Türkei darf die Nato nicht in einen Nahost-Krieg ziehen

Ankara · Das Parlamentsmandat für Einsätze der türkischen Armee in Syrien und im Irak besiegelt den Sinneswandel Ankaras in der Auseinandersetzung mit dem "Islamischen Staat" (IS). Präsident Recep Tayyip Erdogan, der sich lange Zeit mit einer Unterstützung für den Kampf gegen den IS zurückhielt, unterstreicht seine Bereitschaft zur Teilnahme seines Landes an der internationalen Anti-IS-Koalition.

Die Lage im Kampf gegen die Extremisten wird so aber nicht unbedingt klarer, im Gegenteil: Interessen, Methoden und Möglichkeiten der Türkei und des Westens in Syrien gehen zum Teil weit auseinander.

Ob, wie, wo und wann Erdogan die Armee nach Syrien entsenden will, ist nach der Parlamentsentscheidung von Ankara offen. Erklärtes Fernziel der Türkei ist die Entmachtung des syrischen Staatsschefs Baschar al-Assad - die Genehmigung für Militärinterventionen könnte also auch diesem Zweck dienen. Insbesondere Erdogans Plan, auf syrischem Boden mehrere Pufferzonen einzurichten, lässt in diesem Zusammenhang aufhorchen. Ankara wirbt um mehr internationale Unterstützung für die Bemühungen um einen Sturz von Assad und argumentiert, da Assads Gewaltherrschaft die Ursache für das Entstehen des IS sei, müsse diese Ursache beseitigt werden, wenn der IS wirksam bekämpft werden solle.

Derzeit gibt es im Westen keine Begeisterung für Erdogans weitergehende Forderungen. Auch die Kurden sind misstrauisch, was die Pufferzonen angeht. Sie befürchten, dass die Zonen als Instrument zur Zerschlagung der kurdischen Autonomiegebiete eingesetzt werden sollen. Der Friedensprozess zwischen Ankara und der türkisch-kurdischen Rebellengruppe PKK könnte in Gefahr geraten. Im schiitisch regierten Irak dringt die Türkei auf Reformen zugunsten der sunnitischen Muslime - auch dort strebt Erdogan also wesentlich mehr an als lediglich einen militärischen Sieg über den IS.

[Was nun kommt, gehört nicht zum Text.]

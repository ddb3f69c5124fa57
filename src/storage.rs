//! Storage abstraction layer for Glossa.
//!
//! The word-list pipeline and the lexicon never touch the filesystem
//! directly; they go through the [`Storage`] trait. File and memory backends
//! can be swapped without touching higher-level code, which is how the tests
//! run the full generate-then-load cycle without a disk.
//!
//! Writers never overwrite an artifact in place: [`replace_atomically`]
//! writes a temporary file and renames it over the target.
//!
//! # Example
//!
//! ```
//! use glossa::storage::{StorageConfig, StorageFactory};
//! use glossa::storage::memory::MemoryStorageConfig;
//!
//! # fn main() -> glossa::error::Result<()> {
//! let storage = StorageFactory::create(StorageConfig::Memory(MemoryStorageConfig::default()))?;
//! glossa::storage::replace_atomically(storage.as_ref(), "serialized.json", b"[]")?;
//! assert_eq!(glossa::storage::read_all(storage.as_ref(), "serialized.json")?, b"[]");
//! # Ok(())
//! # }
//! ```

use std::io::{Read, Write};
use std::sync::Arc;
use std::sync::atomic::{AtomicU64, Ordering};

use crate::error::{GlossaError, Result};

pub mod file;
pub mod memory;

/// A named-blob store holding word list artifacts.
pub trait Storage: Send + Sync + std::fmt::Debug {
    /// Open a file for reading.
    ///
    /// The file must exist, or this returns [`StorageError::FileNotFound`].
    fn open_input(&self, name: &str) -> Result<Box<dyn StorageInput>>;

    /// Create a new temporary file whose name starts with `prefix`.
    ///
    /// Returns the generated name together with the output. The content is
    /// complete once the output is closed.
    fn create_temp_output(&self, prefix: &str) -> Result<(String, Box<dyn StorageOutput>)>;

    /// Rename a file, replacing `new_name` if it already exists.
    ///
    /// Readers observe either the old content or the new content of
    /// `new_name`, never a partially written file.
    fn rename_file(&self, old_name: &str, new_name: &str) -> Result<()>;

    /// Check if a file exists.
    fn file_exists(&self, name: &str) -> bool;

    /// Delete a file. Deleting a missing file is not an error.
    fn delete_file(&self, name: &str) -> Result<()>;
}

/// A file opened for reading.
pub trait StorageInput: Read + Send + std::fmt::Debug {
    /// Size of the file in bytes.
    fn size(&self) -> u64;
}

/// A file opened for writing.
pub trait StorageOutput: Write + Send + std::fmt::Debug {
    /// Flush all written data and make it durable.
    fn close(&mut self) -> Result<()>;
}

/// Configuration for storage backends.
#[derive(Debug, Clone)]
pub enum StorageConfig {
    /// File-based storage configuration (includes path)
    File(file::FileStorageConfig),

    /// Memory-based storage configuration
    Memory(memory::MemoryStorageConfig),
}

impl Default for StorageConfig {
    fn default() -> Self {
        StorageConfig::Memory(memory::MemoryStorageConfig::default())
    }
}

/// A factory for creating storage instances.
pub struct StorageFactory;

impl StorageFactory {
    /// Create a new storage instance with the given configuration.
    pub fn create(config: StorageConfig) -> Result<Arc<dyn Storage>> {
        match config {
            StorageConfig::Memory(mem_config) => {
                let storage = memory::MemoryStorage::new(mem_config);
                Ok(Arc::new(storage))
            }
            StorageConfig::File(file_config) => {
                let path = file_config.path.clone();
                let storage = file::FileStorage::new(&path, file_config)?;
                Ok(Arc::new(storage))
            }
        }
    }
}

static TEMP_COUNTER: AtomicU64 = AtomicU64::new(0);

/// A temporary file name for `prefix`, unique within this process.
pub(crate) fn temp_name(prefix: &str) -> String {
    let id = TEMP_COUNTER.fetch_add(1, Ordering::Relaxed);
    format!("{prefix}_{}_{id}.tmp", std::process::id())
}

/// Read the whole content of `name` into memory.
pub fn read_all(storage: &dyn Storage, name: &str) -> Result<Vec<u8>> {
    let mut input = storage.open_input(name)?;
    let mut buffer = Vec::with_capacity(input.size() as usize);
    input.read_to_end(&mut buffer)?;
    Ok(buffer)
}

/// Replace the content of `name` with `data`.
///
/// The data goes to a temporary file first and is renamed over `name` only
/// after it has been fully written and synced.
pub fn replace_atomically(storage: &dyn Storage, name: &str, data: &[u8]) -> Result<()> {
    let (temp_name, mut output) = storage.create_temp_output(name)?;

    let written = output
        .write_all(data)
        .map_err(GlossaError::from)
        .and_then(|_| output.close());
    drop(output);

    if let Err(e) = written {
        let _ = storage.delete_file(&temp_name);
        return Err(e);
    }

    storage.rename_file(&temp_name, name)
}

/// Error types specific to storage operations.
#[derive(Debug, Clone)]
pub enum StorageError {
    /// File not found.
    FileNotFound(String),

    /// I/O error.
    IoError(String),
}

impl std::fmt::Display for StorageError {
    fn fmt(&self, f: &mut std::fmt::Formatter<'_>) -> std::fmt::Result {
        match self {
            StorageError::FileNotFound(name) => write!(f, "File not found: {name}"),
            StorageError::IoError(msg) => write!(f, "I/O error: {msg}"),
        }
    }
}

impl std::error::Error for StorageError {}

impl From<StorageError> for GlossaError {
    fn from(err: StorageError) -> Self {
        GlossaError::storage(err.to_string())
    }
}

#[cfg(test)]
mod tests {
    use super::*;
    use crate::storage::file::FileStorageConfig;
    use crate::storage::memory::MemoryStorageConfig;

    #[test]
    fn test_storage_config_default() {
        let config = StorageConfig::default();

        // Default is Memory
        match config {
            StorageConfig::Memory(mem_config) => {
                assert_eq!(mem_config.initial_capacity, 16);
            }
            _ => panic!("Expected Memory config"),
        }
    }

    #[test]
    fn test_storage_error_display() {
        let err = StorageError::FileNotFound("serialized.json".to_string());
        assert_eq!(err.to_string(), "File not found: serialized.json");

        let err = StorageError::IoError("connection failed".to_string());
        assert_eq!(err.to_string(), "I/O error: connection failed");
    }

    #[test]
    fn test_storage_factory_file() {
        use tempfile::TempDir;

        let temp_dir = TempDir::new().unwrap();
        let config = StorageConfig::File(FileStorageConfig::new(temp_dir.path()));
        let storage = StorageFactory::create(config).unwrap();

        assert!(!storage.file_exists("serialized.json"));
        replace_atomically(storage.as_ref(), "serialized.json", b"[]").unwrap();
        assert!(temp_dir.path().join("serialized.json").is_file());
    }

    #[test]
    fn test_temp_names_are_unique() {
        let first = temp_name("serialized.json");
        let second = temp_name("serialized.json");

        assert_ne!(first, second);
        assert!(first.starts_with("serialized.json_"));
        assert!(first.ends_with(".tmp"));
    }

    #[test]
    fn test_replace_atomically_overwrites() {
        let storage =
            StorageFactory::create(StorageConfig::Memory(MemoryStorageConfig::default())).unwrap();

        replace_atomically(storage.as_ref(), "serialized.json", b"[\"old\"]").unwrap();
        replace_atomically(storage.as_ref(), "serialized.json", b"[\"new\"]").unwrap();

        assert_eq!(
            read_all(storage.as_ref(), "serialized.json").unwrap(),
            b"[\"new\"]"
        );
    }

    #[test]
    fn test_concurrent_replacements_of_same_name() {
        let storage =
            StorageFactory::create(StorageConfig::Memory(MemoryStorageConfig::default())).unwrap();

        let handles: Vec<_> = (0..8)
            .map(|i| {
                let storage = Arc::clone(&storage);
                std::thread::spawn(move || {
                    let data = format!("[\"word{i}\"]");
                    replace_atomically(storage.as_ref(), "serialized.json", data.as_bytes())
                })
            })
            .collect();

        for handle in handles {
            handle.join().unwrap().unwrap();
        }

        let data = read_all(storage.as_ref(), "serialized.json").unwrap();
        let words: Vec<String> = serde_json::from_slice(&data).unwrap();
        assert_eq!(words.len(), 1);
    }

    #[test]
    fn test_read_all_missing_file() {
        let storage = StorageFactory::create(StorageConfig::default()).unwrap();

        let err = read_all(storage.as_ref(), "missing.json").unwrap_err();
        assert!(err.to_string().contains("File not found: missing.json"));
    }
}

Erdogans Hinweis auf die politischen und sozialen Gründe für die Radikalisierung von Sunniten in Syrien und im Irak ist legitim. Doch Fehler der Vergangenheit und ihre wegen räumlicher Nähe stärkere Betoffenheit rechtfertigen keine militärischen Alleingänge der Türkei, mit denen die ganze Nato in einen Nahost-Krieg gezogen werden könnte. Türken, Amerikaner und Europäer sollten sich so schnell wie möglich über genau definierte Ziele in Syrien und im Irak einigen und dann gemeinsam entsprechend vorgehen.

Das gilt nicht nur wegen der besonderen Interessenlage der Türkei. Auch der Westen ist längst tief in die Konflikte zwischen Euphrat und Tigris verstrickt, ohne dass eine klare Strategie erkennbar wäre. Die USA fliegen Luftangriffe und planen mit der Ausbildung so genannter "gemäßigter" Oppositionsgruppen in Syrien den Einsatz von Kräften, die am Boden gegen den IS antreten sollen. Briten und Franzosen beteiligen sich mit Kampfflugzeugen, Deutschland liefert Panzerabwehrraketen an die nordirakischen Kurden und schult die kurdischen Peschmerga. Nachdem nun auch die Türkei mit der Parlamentsentscheidung von Ankara ihren militärischen Handlungsrahmen abgesteckt hat, ist es an der Zeit für die Entwicklung einer gemeinsamen Linie der beteiligten Nato-Staaten und ihrer arabischen Partner. Einfach wird das nicht. Doch die Alternative ist eine Wurschtelei, die am Ende nur einem hilft: dem IS.